THE INPUT:
+---+

//! Node-facing data types and their Lotus JSON shapes.
//!
//! Lotus encodes structs with PascalCase keys, token amounts as decimal
//! strings, byte strings as standard base64 (`null` when empty) and CIDs as
//! `{"/": "<cid>"}`. Addresses travel in their string form, so converting a
//! message to JSON needs the network it is rendered for.

use base64::Engine as _;
use base64::engine::general_purpose::STANDARD;
use serde::{Deserialize, Serialize};

use filament_core::address::{Address, NetworkAddress};
use filament_core::cid::Cid;
use filament_core::crypto::{Signature, SignatureType};
use filament_core::message::{GasParams, Message, SignedMessage};
use filament_core::network::Network;
use filament_core::token::Token;

use crate::error::RpcError;

/// On-chain state of an actor, as far as accounts care.
#[derive(Clone, Debug, Default, PartialEq, Eq, Serialize, Deserialize)]
#[serde(rename_all = "PascalCase")]
pub struct ActorState {
    pub nonce: u64,
    pub balance: Token,
}

/// Execution result of a message included on chain.
#[derive(Clone, Debug, Default, PartialEq, Eq, Serialize, Deserialize)]
#[serde(rename_all = "PascalCase")]
pub struct Receipt {
    pub exit_code: i64,
    #[serde(rename = "Return", default, with = "base64_bytes")]
    pub return_data: Vec<u8>,
    pub gas_used: i64,
}

/// Where a message landed: `StateSearchMsg` result.
#[derive(Clone, Debug, PartialEq, Eq, Serialize, Deserialize)]
#[serde(rename_all = "PascalCase")]
pub struct MsgLookup {
    /// CID of the message that executed (may differ from the searched CID
    /// when the node allows replacement).
    pub message: Cid,
    pub receipt: Receipt,
    pub height: i64,
}

/// `ChainHead` result, reduced to the epoch.
#[derive(Debug, Deserialize)]
#[serde(rename_all = "PascalCase")]
pub(crate) struct TipSetHeight {
    pub height: i64,
}

/// Lotus JSON form of an unsigned [`Message`].
#[derive(Clone, Debug, PartialEq, Eq, Serialize, Deserialize)]
#[serde(rename_all = "PascalCase")]
pub struct LotusMessage {
    pub version: u64,
    pub to: String,
    pub from: String,
    pub nonce: u64,
    pub value: Token,
    pub gas_limit: i64,
    pub gas_fee_cap: Token,
    pub gas_premium: Token,
    pub method: u64,
    #[serde(default, with = "base64_bytes")]
    pub params: Vec<u8>,
}

impl LotusMessage {
    pub fn from_message(message: &Message, network: Network) -> Self {
        Self {
            version: message.version(),
            to: message.to().encode(network),
            from: message.from().encode(network),
            nonce: message.nonce(),
            value: message.value(),
            gas_limit: message.gas_limit(),
            gas_fee_cap: message.gas_fee_cap(),
            gas_premium: message.gas_premium(),
            method: message.method(),
            params: message.params().to_vec(),
        }
    }

    pub fn gas(&self) -> GasParams {
        GasParams {
            gas_limit: self.gas_limit,
            gas_fee_cap: self.gas_fee_cap,
            gas_premium: self.gas_premium,
        }
    }

    pub fn to_message(&self) -> Result<Message, RpcError> {
        let message = Message::builder(parse_address(&self.from)?, parse_address(&self.to)?)
            .nonce(self.nonce)
            .value(self.value)
            .gas(self.gas())
            .method(self.method)
            .params(self.params.clone())
            .build()?;
        Ok(message)
    }
}

fn parse_address(s: &str) -> Result<Address, RpcError> {
    Ok(s.parse::<NetworkAddress>()?.into_address())
}

/// Lotus JSON form of a [`Signature`].
#[derive(Clone, Debug, PartialEq, Eq, Serialize, Deserialize)]
#[serde(rename_all = "PascalCase")]
pub struct LotusSignature {
    #[serde(rename = "Type")]
    pub sig_type: u8,
    #[serde(with = "base64_bytes")]
    pub data: Vec<u8>,
}

impl From<&Signature> for LotusSignature {
    fn from(sig: &Signature) -> Self {
        Self {
            sig_type: sig.sig_type().as_byte(),
            data: sig.data().to_vec(),
        }
    }
}

impl LotusSignature {
    pub fn to_signature(&self) -> Result<Signature, RpcError> {
        let sig_type = SignatureType::try_from(self.sig_type)?;
        Ok(Signature::new(sig_type, self.data.clone())?)
    }
}

/// Lotus JSON form of a [`SignedMessage`], as sent to `MpoolPush`.
#[derive(Clone, Debug, PartialEq, Eq, Serialize, Deserialize)]
#[serde(rename_all = "PascalCase")]
pub struct LotusSignedMessage {
    pub message: LotusMessage,
    pub signature: LotusSignature,
}

impl LotusSignedMessage {
    pub fn from_signed(signed: &SignedMessage, network: Network) -> Self {
        Self {
            message: LotusMessage::from_message(signed.message(), network),
            signature: LotusSignature::from(signed.signature()),
        }
    }

    pub fn to_signed(&self) -> Result<SignedMessage, RpcError> {
        Ok(SignedMessage::new_unchecked(
            self.message.to_message()?,
            self.signature.to_signature()?,
        ))
    }
}

/// Base64 byte strings where `null` and `""` both mean empty.
mod base64_bytes {
    use super::STANDARD;
    use base64::Engine as _;
    use serde::{Deserialize, Deserializer, Serializer};

    pub fn serialize<S: Serializer>(bytes: &[u8], serializer: S) -> Result<S::Ok, S::Error> {
        if bytes.is_empty() {
            serializer.serialize_none()
        } else {
            serializer.serialize_str(&STANDARD.encode(bytes))
        }
    }

    pub fn deserialize<'de, D: Deserializer<'de>>(deserializer: D) -> Result<Vec<u8>, D::Error> {
        match Option::<String>::deserialize(deserializer)? {
            None => Ok(Vec::new()),
            Some(s) => STANDARD.decode(s).map_err(serde::de::Error::custom),
        }
    }
}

+---+

TASK DIRECTIONS:
Whenever a line in the material above holds the string "impl", copy that line in full.

TASK RESPONSE:
impl LotusMessage {
impl From<&Signature> for LotusSignature {
impl LotusSignature {
impl LotusSignedMessage {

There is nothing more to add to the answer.